From 3221f4a9097ae65ca72d449d589365e0a0db742b Mon Sep 17 00:00:00 2001
From: Jack Francis <jackfrancis@gmail.com>
Date: Tue, 26 Jan 2021 15:52:34 -0800
Subject: [PATCH] fix: don't uncordon and enable cluster-autoscaler after node
 is deleted (#42)

---
 vmss-prototype/vmss-prototype | 28 ++++++++++++++++------------
 1 file changed, 16 insertions(+), 12 deletions(-)

diff --git a/vmss-prototype/vmss-prototype b/vmss-prototype/vmss-prototype
index ac2d374..6d1d46e 100755
--- a/vmss-prototype/vmss-prototype
+++ b/vmss-prototype/vmss-prototype
@@ -674,6 +674,7 @@ def vmss_prototype_update(sub_args):
                  '--overwrite'
                  ], retries=3, retry_func=not_found_no_retry)
 
+            nodeDeleted = False
             try:
                 # Gracefully stop workloads on this VM.

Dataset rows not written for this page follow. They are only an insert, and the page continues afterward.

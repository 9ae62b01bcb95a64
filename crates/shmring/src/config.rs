//! Construction options for a ring handle.

/// Default size of one slot in bytes (4KB).
pub const DEFAULT_BUFFER_SIZE: usize = 4096;

/// Default number of slots.
pub const DEFAULT_BUFFER_COUNT: usize = 64;

bitflags::bitflags! {
    /// Access the caller intends to perform on the ring.
    ///
    /// Recorded on the handle and reported back, but not enforced: a handle
    /// opened with `READ` alone can still write.
    #[derive(Debug, Clone, Copy, PartialEq, Eq, Hash)]
    pub struct AccessMode: u8 {
        const READ = 1 << 0;
        const WRITE = 1 << 1;
    }
}

impl Default for AccessMode {
    fn default() -> Self {
        AccessMode::READ | AccessMode::WRITE
    }
}

/// How a handle obtains its region.
#[derive(Debug, Clone, Copy, PartialEq, Eq)]
pub enum OpenOption {
    /// Create a new region; fail if the name is taken.
    Create,
    /// Attach to an existing region; fail if there is none.
    Open,
    /// Probe for the name, then create or attach.
    ///
    /// The probe and the following create/attach are not atomic: another
    /// process can create the region in between, in which case the create
    /// fails with [`ShmError::AlreadyExists`](crate::ShmError::AlreadyExists).
    CreateOrOpen,
}

/// Configuration for creating a ring.
///
/// Geometry is only consulted when a region is created. Attaching reads it
/// from the region header instead.
#[derive(Debug, Clone, PartialEq, Eq)]
pub struct ShmConfig {
    /// Bytes per slot.
    pub buffer_size: usize,
    /// Number of slots.
    pub buffer_count: usize,
    /// Intended access.
    pub mode: AccessMode,
}

impl Default for ShmConfig {
    fn default() -> Self {
        Self {
            buffer_size: DEFAULT_BUFFER_SIZE,
            buffer_count: DEFAULT_BUFFER_COUNT,
            mode: AccessMode::default(),
        }
    }
}

impl ShmConfig {
    pub fn new(buffer_size: usize, buffer_count: usize) -> Self {
        Self {
            buffer_size,
            buffer_count,
            ..Self::default()
        }
    }

    pub fn with_mode(mut self, mode: AccessMode) -> Self {
        self.mode = mode;
        self
    }
}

                 run(['kubectl', 'cordon',
@@ -729,26 +730,29 @@ def vmss_prototype_update(sub_args):
 
                 # Delete the instance to prevent idns side-effects from future VMs coming online based on its prototype
                 # See https://github.com/jackfrancis/kamino/issues/26
-                run(az(['vmss', 'delete-instances'], subscription) + [
+                stdout, stderr, exit_code = run(az(['vmss', 'delete-instances'], subscription) + [
                     '--resource-group', resource_group,
                     '--name', vmss,
                     '--instance-ids', instance_id,
                     '--no-wait'
                     ], retries=3, check=False, retry_func=not_found_no_retry)

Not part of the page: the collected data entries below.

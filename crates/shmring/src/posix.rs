//! Named POSIX shared memory objects and their mappings.

use std::ffi::CString;
use std::fs::{File, Permissions};
use std::io;
use std::os::fd::{FromRawFd, OwnedFd};
use std::os::unix::fs::PermissionsExt;
use std::ptr::NonNull;

use shmring_primitives::Region;
use tracing::warn;

use crate::error::ShmError;

/// Longest identifier kept in an object name (`NAME_MAX` minus the leading
/// slash and the terminating NUL).
pub const MAX_NAME_LEN: usize = 253;

/// Mode bits of a newly created object.
pub const DEFAULT_PERMISSIONS: u32 = 0o666;

/// Backing object name derived from a caller identifier.
#[derive(Debug, Clone, PartialEq, Eq, Hash)]
pub struct ShmName {
    name: String,
}

impl ShmName {
    /// `"/"` followed by `id`, truncated to [`MAX_NAME_LEN`] bytes on a char
    /// boundary.
    pub fn new(id: &str) -> Result<Self, ShmError> {
        let invalid = |reason| ShmError::InvalidName {
            name: id.to_owned(),
            reason,
        };
        if id.is_empty() {
            return Err(invalid("identifier is empty"));
        }
        if id.contains('/') {
            return Err(invalid("identifier contains '/'"));
        }
        if id.contains('\0') {
            return Err(invalid("identifier contains NUL"));
        }

        let mut end = id.len().min(MAX_NAME_LEN);
        while !id.is_char_boundary(end) {
            end -= 1;
        }

        let mut name = String::with_capacity(end + 1);
        name.push('/');
        name.push_str(&id[..end]);
        Ok(Self { name })
    }

    /// Full object name, including the leading slash.
    pub fn as_str(&self) -> &str {
        &self.name
    }

    /// Identifier part, without the leading slash.
    pub fn id(&self) -> &str {
        &self.name[1..]
    }

    fn to_cstring(&self) -> CString {
        // Validated in `new`: no interior NUL.
        CString::new(self.name.as_bytes()).unwrap_or_default()
    }
}

impl std::fmt::Display for ShmName {
    fn fmt(&self, f: &mut std::fmt::Formatter<'_>) -> std::fmt::Result {
        f.write_str(&self.name)
    }
}

/// A shared, read-write mapping of a whole shared memory object.
pub struct ShmMapping {
    base: NonNull<u8>,
    len: usize,
}

// SAFETY: the mapping is plain shared memory; all concurrent access to it goes
// through atomics or guard-validated copies.
unsafe impl Send for ShmMapping {}
unsafe impl Sync for ShmMapping {}

impl ShmMapping {
    /// Create the object exclusively, size it to `len` bytes and map it.
    ///
    /// The object is zero-filled. If anything fails after the object was
    /// created it is unlinked again.
    pub fn create(name: &ShmName, len: usize) -> Result<Self, ShmError> {
        let file = shm_open(
            name,
            libc::O_CREAT | libc::O_EXCL | libc::O_RDWR,
            DEFAULT_PERMISSIONS as libc::mode_t,
        )
        .map_err(|e| match e.raw_os_error() {
            Some(libc::EEXIST) => ShmError::AlreadyExists {
                name: name.to_string(),
            },
            _ => ShmError::os("shm_open", name.as_str(), e),
        })?;

        let mapped = Self::size_and_map(name, &file, len);
        if mapped.is_err() {
            if let Err(e) = unlink(name) {
                warn!(name = %name, error = %e, "failed to unlink after create failure");
            }
        }
        mapped
    }

    fn size_and_map(name: &ShmName, file: &File, len: usize) -> Result<Self, ShmError> {
        // The umask narrows the mode passed to shm_open.
        file.set_permissions(Permissions::from_mode(DEFAULT_PERMISSIONS))
            .map_err(|e| ShmError::os("fchmod", name.as_str(), e))?;
        file.set_len(len as u64)
            .map_err(|e| ShmError::os("ftruncate", name.as_str(), e))?;
        map(name, file, len)
    }

    /// Map an existing object in full.
    pub fn open(name: &ShmName) -> Result<Self, ShmError> {
        let file = shm_open(name, libc::O_RDWR, 0).map_err(|e| match e.raw_os_error() {
            Some(libc::ENOENT) => ShmError::NotFound {
                name: name.to_string(),
            },
            _ => ShmError::os("shm_open", name.as_str(), e),
        })?;

        let len = file
            .metadata()
            .map_err(|e| ShmError::os("fstat", name.as_str(), e))?
            .len();
        let len = usize::try_from(len).map_err(|_| {
            ShmError::os(
                "fstat",
                name.as_str(),
                io::Error::new(io::ErrorKind::InvalidData, "object larger than address space"),
            )
        })?;
        map(name, &file, len)
    }

    /// The mapping as a [`Region`].
    pub fn region(&self) -> Region {
        // SAFETY: mmap returns page-aligned memory valid for `len` bytes, and
        // it stays mapped until `self` is dropped.
        unsafe { Region::from_raw(self.base, self.len) }
    }

    pub fn len(&self) -> usize {
        self.len
    }

    pub fn is_empty(&self) -> bool {
        self.len == 0
    }
}

impl ShmMapping {
    /// Unmap explicitly, reporting failure instead of logging it.
    pub fn unmap(self, name: &ShmName) -> Result<(), ShmError> {
        let this = std::mem::ManuallyDrop::new(self);
        // SAFETY: base and len describe a mapping created by `map`, and
        // `ManuallyDrop` keeps `Drop` from unmapping it a second time.
        let rc = unsafe { libc::munmap(this.base.as_ptr().cast(), this.len) };
        if rc != 0 {
            return Err(ShmError::os("munmap", name.as_str(), io::Error::last_os_error()));
        }
        Ok(())
    }
}

impl Drop for ShmMapping {
    fn drop(&mut self) {
        // SAFETY: base and len describe a mapping created by `map`.
        let rc = unsafe { libc::munmap(self.base.as_ptr().cast(), self.len) };
        if rc != 0 {
            warn!(error = %io::Error::last_os_error(), "munmap failed");
        }
    }
}

fn shm_open(name: &ShmName, flags: libc::c_int, mode: libc::mode_t) -> io::Result<File> {
    let c_name = name.to_cstring();
    // SAFETY: c_name is a valid NUL-terminated string.
    let fd = unsafe { libc::shm_open(c_name.as_ptr(), flags, mode as libc::c_uint) };
    if fd < 0 {
        return Err(io::Error::last_os_error());
    }
    // SAFETY: fd was just returned by shm_open and is owned by nobody else.
    Ok(File::from(unsafe { OwnedFd::from_raw_fd(fd) }))
}

fn map(name: &ShmName, file: &File, len: usize) -> Result<ShmMapping, ShmError> {
    use std::os::fd::AsRawFd;

    if len == 0 {
        return Err(ShmError::os(
            "mmap",
            name.as_str(),
            io::Error::new(io::ErrorKind::InvalidData, "object is empty"),
        ));
    }

    // SAFETY: mapping a valid descriptor with a non-zero length; the result is
    // checked against MAP_FAILED below.
    let addr = unsafe {
        libc::mmap(
            std::ptr::null_mut(),
            len,
            libc::PROT_READ | libc::PROT_WRITE,
            libc::MAP_SHARED,
            file.as_raw_fd(),
            0,
        )
    };
    if addr == libc::MAP_FAILED {
        return Err(ShmError::os("mmap", name.as_str(), io::Error::last_os_error()));
    }
    let base = NonNull::new(addr.cast::<u8>()).ok_or_else(|| {
        ShmError::os(
            "mmap",
            name.as_str(),
            io::Error::other("mmap returned null"),
        )
    })?;

    // The descriptor is closed when `file` drops; the mapping outlives it.
    Ok(ShmMapping { base, len })
}

/// Remove the object's name. Existing mappings stay valid.
pub fn unlink(name: &ShmName) -> Result<(), ShmError> {
    let c_name = name.to_cstring();
    // SAFETY: c_name is a valid NUL-terminated string.
    if unsafe { libc::shm_unlink(c_name.as_ptr()) } != 0 {
        let e = io::Error::last_os_error();
        return Err(match e.raw_os_error() {
            Some(libc::ENOENT) => ShmError::NotFound {
                name: name.to_string(),
            },
            _ => ShmError::os("shm_unlink", name.as_str(), e),
        });
    }
    Ok(())
}

/// True if an object with this name exists.
#[cfg(target_os = "linux")]
pub fn exists(name: &ShmName) -> bool {
    std::path::Path::new("/dev/shm").join(name.id()).exists()
}

/// True if an object with this name exists.
#[cfg(not(target_os = "linux"))]
pub fn exists(name: &ShmName) -> bool {
    shm_open(name, libc::O_RDONLY, 0).is_ok()
}

#[cfg(test)]
mod tests {
    use super::*;

    #[test]
    fn name_gets_leading_slash() {
        let name = ShmName::new("telemetry").unwrap();
        assert_eq!(name.as_str(), "/telemetry");
        assert_eq!(name.id(), "telemetry");
        assert_eq!(name.to_string(), "/telemetry");
    }

    #[test]
    fn long_names_are_truncated() {
        let id = "x".repeat(400);
        let name = ShmName::new(&id).unwrap();
        assert_eq!(name.as_str().len(), MAX_NAME_LEN + 1);
    }

    #[test]
    fn truncation_respects_char_boundaries() {
        // 252 ASCII bytes followed by a two-byte char straddling the limit.
        let id = format!("{}é", "a".repeat(MAX_NAME_LEN - 1));
        let name = ShmName::new(&id).unwrap();
        assert_eq!(name.id(), "a".repeat(MAX_NAME_LEN - 1));
    }

    #[test]
    fn failed_unmap_is_reported() {
        let name = ShmName::new("never-mapped").unwrap();
        // munmap rejects a zero length with EINVAL.
        let mapping = ShmMapping {
            base: NonNull::dangling(),
            len: 0,
        };
        let err = mapping.unmap(&name).unwrap_err();
        assert!(
            matches!(&err, ShmError::Os { op: "munmap", source, .. }
                if source.raw_os_error() == Some(libc::EINVAL)),
            "{err}"
        );
        assert_eq!(err.status(), shmring_primitives::Status::ERROR);
    }

    #[test]
    fn bad_identifiers_are_rejected() {
        for id in ["", "a/b", "nul\0byte"] {
            assert!(
                matches!(ShmName::new(id), Err(ShmError::InvalidName { .. })),
                "{id:?}"
            );
        }
    }
}
//! Byte layout of a ring region.
//!
//! Writer and readers live in different processes and find every field by
//! offset, so both sides must derive the same offsets from the same geometry.
//! All offsets come from [`field_offset`].
//!
//! # Memory Layout
//!
//! ```text
//! ┌──────────────────────────────────────────────────────────────┐
//! │  Exist flag (1 byte, AtomicBool) + 3 bytes padding            │
//! │  buffer_size  (usize, host word)                              │
//! │  buffer_count (usize, host word)                              │
//! │  Write cursor (4 bytes, AtomicU32)                            │
//! ├──────────────────────────────────────────────────────────────┤
//! │  Slot guards  (buffer_count × 8 bytes)                        │
//! ├──────────────────────────────────────────────────────────────┤
//! │  Timestamps   (buffer_count × 8 bytes, µs since epoch)        │
//! ├──────────────────────────────────────────────────────────────┤
//! │  Payloads     (buffer_count × buffer_size bytes)              │
//! └──────────────────────────────────────────────────────────────┘
//! ```
//!
//! The geometry words sit at offset 4 and are therefore accessed unaligned on
//! 64-bit hosts. Every atomic field lands on its natural alignment.

use core::fmt;
use core::mem::size_of;

/// Size of the existence flag.
pub const EXIST_FLAG_SIZE: usize = 1;

/// Padding after the existence flag.
pub const EXIST_FLAG_PAD: usize = 3;

/// Size of each geometry word.
pub const WORD_SIZE: usize = size_of::<usize>();

/// Size of the global write cursor.
pub const CURSOR_SIZE: usize = 4;

/// Size of one slot guard (prefix, postfix, 2 bytes padding, index).
pub const GUARD_SIZE: usize = 8;

/// Size of one slot timestamp.
pub const TIMESTAMP_SIZE: usize = 8;

/// Size of the fixed header that precedes the per-slot arrays.
pub const HEADER_SIZE: usize = EXIST_FLAG_SIZE + EXIST_FLAG_PAD + 2 * WORD_SIZE + CURSOR_SIZE;

const _: () = assert!(HEADER_SIZE % 8 == 0);
const _: () = assert!((EXIST_FLAG_SIZE + EXIST_FLAG_PAD + 2 * WORD_SIZE) % CURSOR_SIZE == 0);

/// Logical fields of the region, in on-region order.
#[derive(Debug, Clone, Copy, PartialEq, Eq, PartialOrd, Ord, Hash)]
pub enum Field {
    ExistFlag,
    BufferSize,
    BufferCount,
    WriteCursor,
    Guards,
    Timestamps,
    Payloads,
    /// One past the final payload byte.
    End,
}

impl Field {
    const ORDER: [Field; 8] = [
        Field::ExistFlag,
        Field::BufferSize,
        Field::BufferCount,
        Field::WriteCursor,
        Field::Guards,
        Field::Timestamps,
        Field::Payloads,
        Field::End,
    ];

    fn span(self, buffer_size: usize, buffer_count: usize) -> Result<usize, LayoutError> {
        match self {
            Field::ExistFlag => Ok(EXIST_FLAG_SIZE + EXIST_FLAG_PAD),
            Field::BufferSize | Field::BufferCount => Ok(WORD_SIZE),
            Field::WriteCursor => Ok(CURSOR_SIZE),
            Field::Guards => GUARD_SIZE
                .checked_mul(buffer_count)
                .ok_or(LayoutError::Overflow("guard array size")),
            Field::Timestamps => TIMESTAMP_SIZE
                .checked_mul(buffer_count)
                .ok_or(LayoutError::Overflow("timestamp array size")),
            Field::Payloads => buffer_size
                .checked_mul(buffer_count)
                .ok_or(LayoutError::Overflow("payload array size")),
            Field::End => Ok(0),
        }
    }
}

/// Byte offset of `field` within a region of the given geometry.
///
/// The offset is the sum of the spans of every field that precedes it.
pub fn field_offset(
    field: Field,
    buffer_size: usize,
    buffer_count: usize,
) -> Result<usize, LayoutError> {
    let mut offset = 0usize;
    for preceding in Field::ORDER.iter().take_while(|f| **f < field) {
        offset = offset
            .checked_add(preceding.span(buffer_size, buffer_count)?)
            .ok_or(LayoutError::Overflow("field offset"))?;
    }
    Ok(offset)
}

/// Precomputed offsets for one ring geometry.
#[derive(Debug, Clone, Copy, PartialEq, Eq)]
pub struct RingLayout {
    buffer_size: usize,
    buffer_count: usize,
    guards: usize,
    timestamps: usize,
    payloads: usize,
    total: usize,
}

impl RingLayout {
    /// Calculate the layout for `buffer_count` slots of `buffer_size` bytes.
    pub fn calculate(buffer_size: usize, buffer_count: usize) -> Result<Self, LayoutError> {
        if buffer_size == 0 {
            return Err(LayoutError::ZeroBufferSize);
        }
        if buffer_count == 0 {
            return Err(LayoutError::ZeroBufferCount);
        }

        Ok(Self {
            buffer_size,
            buffer_count,
            guards: field_offset(Field::Guards, buffer_size, buffer_count)?,
            timestamps: field_offset(Field::Timestamps, buffer_size, buffer_count)?,
            payloads: field_offset(Field::Payloads, buffer_size, buffer_count)?,
            total: field_offset(Field::End, buffer_size, buffer_count)?,
        })
    }

    /// Offset of a header field or array start.
    pub fn offset(&self, field: Field) -> usize {
        match field {
            Field::ExistFlag => 0,
            Field::BufferSize => EXIST_FLAG_SIZE + EXIST_FLAG_PAD,
            Field::BufferCount => EXIST_FLAG_SIZE + EXIST_FLAG_PAD + WORD_SIZE,
            Field::WriteCursor => HEADER_SIZE - CURSOR_SIZE,
            Field::Guards => self.guards,
            Field::Timestamps => self.timestamps,
            Field::Payloads => self.payloads,
            Field::End => self.total,
        }
    }

    #[inline]
    pub fn guard_offset(&self, slot: usize) -> usize {
        debug_assert!(slot < self.buffer_count);
        self.guards + slot * GUARD_SIZE
    }

    #[inline]
    pub fn timestamp_offset(&self, slot: usize) -> usize {
        debug_assert!(slot < self.buffer_count);
        self.timestamps + slot * TIMESTAMP_SIZE
    }

    #[inline]
    pub fn payload_offset(&self, slot: usize) -> usize {
        debug_assert!(slot < self.buffer_count);
        self.payloads + slot * self.buffer_size
    }

    #[inline]
    pub fn buffer_size(&self) -> usize {
        self.buffer_size
    }

    #[inline]
    pub fn buffer_count(&self) -> usize {
        self.buffer_count
    }

    /// Bytes occupied by all payload slots.
    #[inline]
    pub fn payload_region_size(&self) -> usize {
        self.total - self.payloads
    }

    /// Total region size in bytes.
    #[inline]
    pub fn total_size(&self) -> usize {
        self.total
    }
}

/// Errors from layout calculation or validation.
#[derive(Debug, Clone, Copy, PartialEq, Eq)]
pub enum LayoutError {
    /// `buffer_size` was zero.
    ZeroBufferSize,
    /// `buffer_count` was zero.
    ZeroBufferCount,
    /// Size arithmetic overflowed `usize`.
    Overflow(&'static str),
    /// The mapped region is smaller than the geometry requires.
    RegionTooSmall { required: usize, found: usize },
}

impl fmt::Display for LayoutError {
    fn fmt(&self, f: &mut fmt::Formatter<'_>) -> fmt::Result {
        match self {
            Self::ZeroBufferSize => write!(f, "buffer_size must be > 0"),
            Self::ZeroBufferCount => write!(f, "buffer_count must be > 0"),
            Self::Overflow(what) => write!(f, "{what} overflows usize"),
            Self::RegionTooSmall { required, found } => {
                write!(f, "region too small: need {required} bytes, found {found}")
            }
        }
    }
}

impl core::error::Error for LayoutError {}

+                if exit_code == 0:
+                    nodeDeleted = True
 
             finally:
-                # Let it be a productive member of the cluster again
-                # We ignore errors here since the VM may no longer exist
-                # We best-effort uncordon it.
-                run(['kubectl', 'uncordon',
-                     target_node
-                     ], retries=3, check=False, retry_func=not_found_no_retry)

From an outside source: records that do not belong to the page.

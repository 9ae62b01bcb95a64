//! Lock-free primitives for broadcasting fixed-size messages over shared memory.
//!
//! This crate provides the `no_std` core of a seqlock-style ring buffer that
//! lives in a raw byte region, typically a memory-mapped shared memory object.
//! One writer overwrites slots in a circle; any number of readers, possibly in
//! other processes, copy slots out and validate the copy against per-slot guard
//! markers.
//!
//! # Primitives
//!
//! - [`RingLayout`] / [`field_offset`]: self-describing byte layout of a region
//! - [`SlotGuard`]: prefix/postfix/index triple bracketing each payload write
//! - [`BroadcastRing`]: the write and read protocols over a [`Region`]
//! - [`Status`]: bitmask describing the outcome of a call
//!
//! # Loom Testing
//!
//! Enable the `loom` feature to model-check the guard protocol across all
//! thread interleavings.
//!
//! ```text
//! cargo test -p shmring-primitives --features loom
//! ```

#![no_std]

#[cfg(any(test, feature = "alloc"))]
extern crate alloc;
#[cfg(any(test, feature = "std"))]
extern crate std;

pub mod guard;
pub mod layout;
pub mod region;
pub mod ring;
pub mod status;
pub mod sync;

pub use guard::{GuardSnapshot, MARK_PERIOD, SlotGuard, UNWRITTEN_MARK, write_mark};
pub use layout::{Field, LayoutError, RingLayout, field_offset};
#[cfg(any(test, feature = "alloc"))]
pub use region::HeapRegion;
pub use region::Region;
pub use ring::{
    AttachError, BroadcastRing, FIRST_WRITE_INDEX, ReadCursor, ReadMode, ReadOutcome,
};
pub use status::Status;
pub use sync::ATOMICS_LOCK_FREE;
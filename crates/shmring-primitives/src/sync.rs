#[cfg(not(feature = "loom"))]
pub use core::sync::atomic::{AtomicBool, AtomicU8, AtomicU32, AtomicU64, Ordering, fence};
#[cfg(feature = "loom")]
pub use loom::sync::atomic::{AtomicBool, AtomicU8, AtomicU32, AtomicU64, Ordering, fence};

#[cfg(feature = "loom")]
pub use loom::thread;
#[cfg(all(not(feature = "loom"), any(test, feature = "std")))]
pub use std::thread;

/// Whether every atomic width the ring protocol touches is natively lock-free.
///
/// Rust only exposes an atomic type on targets where it is backed by real
/// hardware instructions, so this reduces to checking that the widths exist.
/// A region shared between processes must never rely on an emulated atomic:
/// the emulation lock would live in one process's private memory.
pub const ATOMICS_LOCK_FREE: bool = cfg!(all(
    target_has_atomic = "8",
    target_has_atomic = "32",
    target_has_atomic = "64"
));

+                if not nodeDeleted:
+                    # Let it be a productive member of the cluster again
+                    # We ignore errors here since the VM may no longer exist
+                    # We best-effort uncordon it.
+                    run(['kubectl', 'uncordon',
+                        target_node
+                        ], retries=3, check=False, retry_func=not_found_no_retry)
 
-                # Allow the cluster from scaling away the node...
-                run(['kubectl', 'annotate', 'node',
-                     target_node,
-                     'cluster-autoscaler.kubernetes.io/scale-down-disabled-'
-                     ], retries=3, check=False, retry_func=not_found_no_retry)
+                    # Allow the cluster from scaling away the node...
+                    run(['kubectl', 'annotate', 'node',
+                        target_node,
+                        'cluster-autoscaler.kubernetes.io/scale-down-disabled-'
+                        ], retries=3, check=False, retry_func=not_found_no_retry)
 
         # Build the image version from the snapshow we have
         output = vmss_build_sig_image(subscription, resource_group, sig_name, image_definition, version, snapshot)